Exercise requirements: Each line containing the word "DateTime" must be copied from the material below.

Records shown below:

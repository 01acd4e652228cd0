use super::importer_models::{ChannelHandle, MessageRecord};
use async_trait::async_trait;

#[derive(Debug, thiserror::Error)]
pub enum BackendError {
    #[error("Request failed: {0}")]
    Request(String),
}

/// Port for the messaging platform the importer reads from.
#[async_trait]
pub trait MessageBackend: Send + Sync {
    /// Look up a text channel by exact (case-sensitive) name within a guild.
    /// Returns `None` when no text channel has that name.
    async fn find_text_channel(
        &self,
        guild_id: u64,
        name: &str,
    ) -> Result<Option<ChannelHandle>, BackendError>;

    /// Fetch up to `limit` of the most recent messages, newest first.
    async fn fetch_history(
        &self,
        channel: &ChannelHandle,
        limit: usize,
    ) -> Result<Vec<MessageRecord>, BackendError>;
}
// In-memory home for per-channel transcripts.
//
// Nothing is persisted: transcripts live for as long as the process does.
// Each conversation sits behind its own async mutex so an import holds the
// transcript for the whole fetch-and-append, and concurrent imports into the
// same channel are serialized instead of interleaving.

use crate::core::transcript::Conversation;
use dashmap::DashMap;
use std::sync::Arc;
use tokio::sync::Mutex;

pub struct TranscriptRegistry {
    /// channel_id -> that channel's conversation
    conversations: DashMap<u64, Arc<Mutex<Conversation>>>,
    max_entries: Option<usize>,
}

impl TranscriptRegistry {
    pub fn new(max_entries: Option<usize>) -> Self {
        Self {
            conversations: DashMap::new(),
            max_entries,
        }
    }

    /// Get (or create) the conversation for a channel.
    ///
    /// The returned Arc is detached from the map, so callers can hold its lock
    /// across awaits without blocking other channels.
    pub fn conversation(&self, channel_id: u64) -> Arc<Mutex<Conversation>> {
        self.conversations
            .entry(channel_id)
            .or_insert_with(|| Arc::new(Mutex::new(Conversation::new(self.max_entries))))
            .clone()
    }

    /// Number of channels with a conversation.
    #[cfg(test)]
    pub fn len(&self) -> usize {
        self.conversations.len()
    }
}

#[cfg(test)]
mod tests {
    use super::*;
    use crate::core::transcript::{Transcript, TranscriptEntry};

    #[tokio::test]
    async fn same_channel_shares_one_conversation() {
        let registry = TranscriptRegistry::new(None);

        registry
            .conversation(1)
            .lock()
            .await
            .append(TranscriptEntry::user("a", "hello"));

        assert_eq!(registry.conversation(1).lock().await.len(), 1);
        assert!(registry.conversation(2).lock().await.is_empty());
        assert_eq!(registry.len(), 2);
    }

    #[tokio::test]
    async fn registry_cap_applies_to_new_conversations() {
        let registry = TranscriptRegistry::new(Some(20));
        let convo = registry.conversation(9);
        let mut guard = convo.lock().await;

        for i in 0..24 {
            guard.append(TranscriptEntry::user("a", format!("{}", i)));
        }

        assert_eq!(guard.len(), 20);
        assert_eq!(guard.entries()[0].content, "4");
    }

    #[tokio::test]
    async fn concurrent_appends_keep_each_batch_contiguous() {
        let registry = Arc::new(TranscriptRegistry::new(None));

        let mut handles = Vec::new();
        for batch in 0..4 {
            let registry = Arc::clone(&registry);
            handles.push(tokio::spawn(async move {
                let convo = registry.conversation(5);
                let mut guard = convo.lock().await;
                for i in 0..10 {
                    guard.append(TranscriptEntry::user(format!("batch{}", batch), format!("{}", i)));
                    tokio::task::yield_now().await;
                }
            }));
        }
        for handle in handles {
            handle.await.unwrap();
        }

        let convo = registry.conversation(5);
        let guard = convo.lock().await;
        assert_eq!(guard.len(), 40);
        for chunk in guard.entries().chunks(10) {
            assert!(chunk.iter().all(|e| e.author_name == chunk[0].author_name));
        }
    }
}
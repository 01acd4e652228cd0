// Discord commands module.
// Each feature gets its own command file.

pub mod context;

pub mod import;
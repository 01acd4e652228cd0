use chrono::{DateTime, Utc};

/// A text channel resolved by name within a guild.
#[derive(Debug, Clone, PartialEq, Eq)]
pub struct ChannelHandle {
    pub id: u64,
    pub guild_id: u64,
    pub name: String,
}

/// A single message as delivered by the backend's history call.
#[derive(Debug, Clone)]
pub struct MessageRecord {
    pub content: String,
    /// Display name of the author (server nickname, global name, or username).
    pub author_name: String,
    pub sent_at: DateTime<Utc>,
}

/// Result of a successful import.
#[derive(Debug, Clone, PartialEq, Eq)]
pub struct ImportOutcome {
    pub channel_name: String,
    pub inserted: usize,
}

impl ImportOutcome {
    /// The confirmation string handed back to callers of the tool.
    pub fn status_message(&self) -> String {
        format!(
            "Inserted {} messages from '{}' into the conversation context.",
            self.inserted, self.channel_name
        )
    }
}
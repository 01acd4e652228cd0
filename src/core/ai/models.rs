use super::tools::ToolCall;
use serde::{Deserialize, Serialize};

#[derive(Debug, Clone, Serialize, Deserialize, PartialEq, Eq)]
pub struct AiMessage {
    pub role: String,
    pub content: String,

    /// Calls the assistant made in this turn (assistant messages only).
    #[serde(default, skip_serializing_if = "Vec::is_empty")]
    pub tool_calls: Vec<ToolCall>,

    /// Which call this message answers (tool messages only).
    #[serde(default, skip_serializing_if = "Option::is_none")]
    pub tool_call_id: Option<String>,
}

impl AiMessage {
    fn plain(role: &str, content: impl Into<String>) -> Self {
        Self {
            role: role.to_string(),
            content: content.into(),
            tool_calls: Vec::new(),
            tool_call_id: None,
        }
    }

    pub fn system(content: impl Into<String>) -> Self {
        Self::plain("system", content)
    }

    pub fn user(content: impl Into<String>) -> Self {
        Self::plain("user", content)
    }

    pub fn assistant(content: impl Into<String>) -> Self {
        Self::plain("assistant", content)
    }

    /// The assistant turn that requested `calls`, echoed back so each tool
    /// result can be matched to its call.
    pub fn assistant_tool_calls(content: impl Into<String>, calls: Vec<ToolCall>) -> Self {
        Self {
            tool_calls: calls,
            ..Self::plain("assistant", content)
        }
    }

    /// The result of one tool call.
    pub fn tool_result(call_id: impl Into<String>, content: impl Into<String>) -> Self {
        Self {
            tool_call_id: Some(call_id.into()),
            ..Self::plain("tool", content)
        }
    }
}

#[derive(Debug, Clone)]
pub struct AiConfig {
    pub model: String,
    pub temperature: f32,
    pub max_tokens: Option<u32>,
    pub top_p: Option<f32>,
    pub repetition_penalty: Option<f32>,
    pub reasoning_enabled: Option<bool>,
    pub reasoning_effort: Option<String>,
}

/// Response from an AI provider, before any parsing by AiService.
#[derive(Debug, Clone, Default)]
pub struct AiProviderResponse {
    /// The main response content from the model. Empty when the model only
    /// asked for tool calls.
    pub content: String,

    /// Optional thinking/reasoning returned alongside the content.
    pub thinking: Option<String>,

    /// Functions the model wants executed before it answers.
    pub tool_calls: Vec<ToolCall>,
}

/// Final response after processing by AiService.
#[derive(Debug, Clone)]
pub struct AiResponse {
    pub answer: String,
    pub reasoning: Option<String>,
    pub tool_calls: Vec<ToolCall>,
}
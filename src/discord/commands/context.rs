use crate::discord::{Context, Error};
use poise::serenity_prelude as serenity;

/// How many entries `/context show` previews.
const PREVIEW_ENTRIES: usize = 5;

/// Longest preview line before it gets cut.
const PREVIEW_CHARS: usize = 80;

/// Inspect or reset the AI context for this channel.
#[poise::command(slash_command, guild_only, subcommands("show", "clear"))]
pub async fn context(_ctx: Context<'_>) -> Result<(), Error> {
    Ok(())
}

/// Show what the AI currently has in this channel's context.
#[poise::command(slash_command, guild_only)]
pub async fn show(ctx: Context<'_>) -> Result<(), Error> {
    let conversation = ctx.data().transcripts.conversation(ctx.channel_id().get());
    let (total, updated_at, preview) = {
        let transcript = conversation.lock().await;
        let preview: Vec<String> = transcript
            .entries()
            .iter()
            .rev()
            .take(PREVIEW_ENTRIES)
            .map(|entry| {
                let mut line: String = entry.content.chars().take(PREVIEW_CHARS).collect();
                if line.len() < entry.content.len() {
                    line.push('…');
                }
                format!("**{}** ({}): {}", entry.author_name, entry.role.as_str(), line)
            })
            .collect();
        (transcript.len(), transcript.updated_at(), preview)
    };

    let last_updated = updated_at
        .map(|ts| format!("<t:{}:R>", ts.timestamp()))
        .unwrap_or_else(|| "Never".to_string());

    let latest = if preview.is_empty() {
        "_Nothing imported yet. Try `/import`._".to_string()
    } else {
        preview.join("\n")
    };

    let embed = serenity::CreateEmbed::new()
        .title("🧾 Conversation Context")
        .color(serenity::Color::BLURPLE)
        .field("Entries", total.to_string(), true)
        .field("Last updated", last_updated, true)
        .field("Latest entries", latest, false)
        .timestamp(serenity::Timestamp::now());

    ctx.send(poise::CreateReply::default().embed(embed)).await?;
    Ok(())
}

/// Forget everything in this channel's AI context.
#[poise::command(slash_command, guild_only, required_permissions = "MANAGE_MESSAGES")]
pub async fn clear(ctx: Context<'_>) -> Result<(), Error> {
    let conversation = ctx.data().transcripts.conversation(ctx.channel_id().get());
    let removed = {
        let mut transcript = conversation.lock().await;
        let removed = transcript.len();
        transcript.clear();
        removed
    };

    tracing::info!(
        channel_id = ctx.channel_id().get(),
        removed,
        "Cleared conversation context"
    );

    ctx.say(format!("🧹 Cleared {} entries from this channel's context.", removed))
        .await?;
    Ok(())
}
pub mod transcript_models;

pub use transcript_models::{Conversation, Role, Transcript, TranscriptEntry};
// In-memory implementation of MessageBackend.
//
// Stands in for Discord when exercising the importer without a gateway
// connection. Messages are stored oldest first and served newest first, the
// same way Discord's history endpoint returns them. Only compiled for tests.

use crate::core::importer::{BackendError, ChannelHandle, MessageBackend, MessageRecord};
use async_trait::async_trait;
use chrono::{Duration, TimeZone, Utc};
use dashmap::DashMap;
use std::sync::atomic::{AtomicBool, AtomicU64, AtomicUsize, Ordering};

pub struct InMemoryMessageBackend {
    /// guild_id -> text channels in that guild
    channels: DashMap<u64, Vec<ChannelHandle>>,
    /// channel_id -> messages, oldest first
    messages: DashMap<u64, Vec<MessageRecord>>,
    next_channel_id: AtomicU64,
    unavailable: AtomicBool,
    history_requests: AtomicUsize,
}

impl InMemoryMessageBackend {
    pub fn new() -> Self {
        Self {
            channels: DashMap::new(),
            messages: DashMap::new(),
            next_channel_id: AtomicU64::new(1),
            unavailable: AtomicBool::new(false),
            history_requests: AtomicUsize::new(0),
        }
    }

    /// Create a text channel in a guild and return its handle.
    pub fn add_channel(&self, guild_id: u64, name: &str) -> ChannelHandle {
        let handle = ChannelHandle {
            id: self.next_channel_id.fetch_add(1, Ordering::Relaxed),
            guild_id,
            name: name.to_string(),
        };
        self.channels
            .entry(guild_id)
            .or_default()
            .push(handle.clone());
        self.messages.entry(handle.id).or_default();
        handle
    }

    /// Post a message to a channel. Each message is one minute newer than the last.
    pub fn push_message(
        &self,
        channel_id: u64,
        author_name: impl Into<String>,
        content: impl Into<String>,
    ) {
        let mut history = self.messages.entry(channel_id).or_default();
        let epoch = Utc.timestamp_opt(1_700_000_000, 0).single().unwrap_or_default();
        let sent_at = epoch + Duration::minutes(history.len() as i64);

        history.push(MessageRecord {
            content: content.into(),
            author_name: author_name.into(),
            sent_at,
        });
    }

    /// Make every backend call fail, as if the platform were unreachable.
    pub fn set_unavailable(&self, unavailable: bool) {
        self.unavailable.store(unavailable, Ordering::Relaxed);
    }

    /// How many history requests have been made so far.
    pub fn history_requests(&self) -> usize {
        self.history_requests.load(Ordering::Relaxed)
    }

    fn check_available(&self) -> Result<(), BackendError> {
        if self.unavailable.load(Ordering::Relaxed) {
            Err(BackendError::Request("backend unavailable".to_string()))
        } else {
            Ok(())
        }
    }
}

impl Default for InMemoryMessageBackend {
    fn default() -> Self {
        Self::new()
    }
}

#[async_trait]
impl MessageBackend for InMemoryMessageBackend {
    async fn find_text_channel(
        &self,
        guild_id: u64,
        name: &str,
    ) -> Result<Option<ChannelHandle>, BackendError> {
        self.check_available()?;

        Ok(self
            .channels
            .get(&guild_id)
            .and_then(|channels| channels.iter().find(|c| c.name == name).cloned()))
    }

    async fn fetch_history(
        &self,
        channel: &ChannelHandle,
        limit: usize,
    ) -> Result<Vec<MessageRecord>, BackendError> {
        self.history_requests.fetch_add(1, Ordering::Relaxed);
        self.check_available()?;

        Ok(self
            .messages
            .get(&channel.id)
            .map(|history| history.iter().rev().take(limit).cloned().collect())
            .unwrap_or_default())
    }
}

#[cfg(test)]
mod tests {
    use super::*;

    #[tokio::test]
    async fn history_is_newest_first_and_limited() {
        let backend = InMemoryMessageBackend::new();
        let channel = backend.add_channel(1, "general");
        for i in 0..5 {
            backend.push_message(channel.id, "bob", format!("{}", i));
        }

        let history = backend.fetch_history(&channel, 3).await.unwrap();
        let contents: Vec<&str> = history.iter().map(|m| m.content.as_str()).collect();
        assert_eq!(contents, vec!["4", "3", "2"]);
        assert!(history[0].sent_at > history[1].sent_at);
        assert_eq!(backend.history_requests(), 1);
    }

    #[tokio::test]
    async fn lookup_is_exact_and_scoped_to_guild() {
        let backend = InMemoryMessageBackend::new();
        let general = backend.add_channel(1, "general");
        backend.add_channel(2, "random");

        assert_eq!(
            backend.find_text_channel(1, "general").await.unwrap(),
            Some(general)
        );
        assert_eq!(backend.find_text_channel(1, "gen").await.unwrap(), None);
        assert_eq!(backend.find_text_channel(1, "random").await.unwrap(), None);
    }

    #[tokio::test]
    async fn unavailable_backend_fails_calls() {
        let backend = InMemoryMessageBackend::new();
        backend.add_channel(1, "general");
        backend.set_unavailable(true);

        assert!(backend.find_text_channel(1, "general").await.is_err());
    }
}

End of Records shown.

Response below:
use chrono::{DateTime, Utc};
    pub sent_at: DateTime<Utc>,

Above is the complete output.